Ich möchte die Daten von 2 Tabellen in eine XML File schreiben und später wieder auslesen

So Inalt der ersten Tabelle:
Header: Name, Vorname, Benutzer
Rows : Dynamisch erweiterbar

Die erste Tabelle enthält zusätzlich einen Button Bearbeiten...
mit der ich die Zweite Tabelle öffnen kann: Inhalt der zweiten Tabelle (Zeittabelle)
Header: Montag, Dienstag, Mittwoch, Do................... bis Sonntag,
Reihen: Zeit 6, 7, 8, 9, 10, 11 .... bis 5 
Der Inhalt dieser Tabelle, soll auch gespeichert werden.

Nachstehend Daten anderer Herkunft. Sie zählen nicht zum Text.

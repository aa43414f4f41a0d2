// Copyright (C) 2026 Michael Wilson <mike@mdwn.dev>
//
// This program is free software: you can redistribute it and/or modify it under
// the terms of the GNU General Public License as published by the Free Software
// Foundation, version 3.
//
// This program is distributed in the hope that it will be useful, but WITHOUT
// ANY WARRANTY; without even the implied warranty of MERCHANTABILITY or FITNESS
// FOR A PARTICULAR PURPOSE. See the GNU General Public License for more details.
//
// You should have received a copy of the GNU General Public License along with
// this program. If not, see <https://www.gnu.org/licenses/>.
//

//! The sample trigger engine.
//!
//! The engine owns one decoded sample and one output context and plays
//! pitch-shifted voices of the sample on request. Everything it needs is
//! acquired lazily:
//!
//! 1. The raw sample bytes are fetched once (`prefetch_data`).
//! 2. The output context is created and resumed on the first request for sound.
//! 3. A private copy of the raw bytes is decoded at the context's sample rate.
//!
//! Loading and initialization are single-flight: the first caller starts the
//! work and stores a shared future, and every concurrent or later caller awaits
//! that same future. A failed future is removed so the next caller starts over.

use std::fmt;
use std::sync::{
    atomic::{AtomicBool, AtomicU64, Ordering},
    Arc, Weak,
};

use futures_util::future::{BoxFuture, FutureExt, Shared};
use parking_lot::Mutex;
use tokio::runtime::Handle;
use tracing::{error, info, warn};

use crate::audio::{self, ContextProvider, ContextState, OutputContext, Voice, VoiceInfo};
use crate::config;
use crate::decode::{Sample, SampleDecoder, SymphoniaDecoder};
use crate::fetch::{self, AssetFetcher};
use crate::notes;

pub use crate::error::EngineError;

type FetchFuture = Shared<BoxFuture<'static, Result<Arc<Vec<u8>>, EngineError>>>;
type InitFuture = Shared<BoxFuture<'static, bool>>;

/// Where the engine is in its lazy initialization.
#[derive(Debug, Clone, Copy, PartialEq, Eq)]
pub enum EngineState {
    /// Nothing has been requested yet.
    Uninitialized,
    /// The raw sample bytes are being fetched.
    DataLoading,
    /// The raw sample bytes are cached.
    DataReady,
    /// The output context is being created.
    ContextCreating,
    /// The output context exists but the sample isn't decoded.
    ContextReady,
    /// The sample is being decoded.
    Decoding,
    /// Voices can be triggered.
    Ready,
    /// There's no audio output on this platform. Terminal.
    Unsupported,
}

impl fmt::Display for EngineState {
    fn fmt(&self, f: &mut fmt::Formatter<'_>) -> fmt::Result {
        let name = match self {
            EngineState::Uninitialized => "uninitialized",
            EngineState::DataLoading => "data loading",
            EngineState::DataReady => "data ready",
            EngineState::ContextCreating => "context creating",
            EngineState::ContextReady => "context ready",
            EngineState::Decoding => "decoding",
            EngineState::Ready => "ready",
            EngineState::Unsupported => "unsupported",
        };
        write!(f, "{}", name)
    }
}

/// Plays voices of a single sample. Cloning is cheap and every clone drives the
/// same sample and output context.
#[derive(Clone)]
pub struct SampleEngine {
    inner: Arc<EngineInner>,
}

struct EngineInner {
    /// Where the sample is fetched from.
    location: String,
    fetcher: Arc<dyn AssetFetcher>,
    decoder: Arc<dyn SampleDecoder>,
    provider: Arc<dyn ContextProvider>,
    /// The runtime the engine was created on, used by callers outside of it.
    runtime: Option<Handle>,

    /// The in-flight or completed fetch, tagged with the ID that created it.
    fetch: Mutex<Option<(u64, FetchFuture)>>,
    /// The in-flight or completed initialization.
    init: Mutex<Option<(u64, InitFuture)>>,
    next_id: AtomicU64,

    context: Mutex<Option<Arc<dyn OutputContext>>>,
    sample: Mutex<Option<Sample>>,

    creating: AtomicBool,
    decoding: AtomicBool,
    unsupported: AtomicBool,
}

impl EngineInner {
    fn next_id(&self) -> u64 {
        self.next_id.fetch_add(1, Ordering::Relaxed)
    }

    /// The caller's runtime, or the one the engine was created on.
    fn runtime(&self) -> Option<Handle> {
        Handle::try_current().ok().or_else(|| self.runtime.clone())
    }
}

/// Clears a single-flight slot, unless a newer future already replaced ours.
fn clear_slot<T>(slot: &Mutex<Option<(u64, T)>>, id: u64) {
    let mut slot = slot.lock();
    if matches!(slot.as_ref(), Some((current, _)) if *current == id) {
        *slot = None;
    }
}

So sollte wenn möglich meine XML- Datei nachher aussehen

< ? xml version = .............. ?>
<Users>
    < User Vorname = "Hans"  Nachname = "Muster"  Benutzer = "User1">
          <Bearbeiten>
                Inhalt der Zeittabelle. (Tabelle2)
          </Beabeiten>
     </Vorname>
    <User Vorname = "....."
 usw
</Users>

Ich hoff es kann mir jemand helfen und ich hab ich verständlich genug ausgedrückt.
Danke!!


----------



## foobar (2. Okt 2008)

Such mal nach DOM oder JDOM hier im Forum da wirste genügend Beispiele finden.
http://www.java2s.com/Code/Java/XML/MakeupandwriteanXMLdocumentusingDOM.htm


----------



## JavaAzubi (2. Okt 2008)

Hallo Foobar,
könntest du mir nicht ein genaues Beispiel sagen. 
Oder vieleicht schreiben.
Wo alles enthält.
Wär super


----------



## foobar (2. Okt 2008)

Was meinst du mit Tabelle?

Nein, ich mache deine Hausaufgaben nicht für dich. Du findest im Forum oder auf der oben genannten Seite genügend Beispiele zum erstellen eines Xmlfiles.


----------



## Guest (2. Okt 2008)

Natürlich 2 JTables, falls du verstehst was ich meine.


----------



## foobar (2. Okt 2008)

Anonymous hat gesagt.:
			
		

> Natürlich 2 JTables, falls du verstehst was ich meine.


Verstehe

Fang halt mal an mit einer kleinen Demo und poste den Code, dann können wir dir weiter helfen.


----------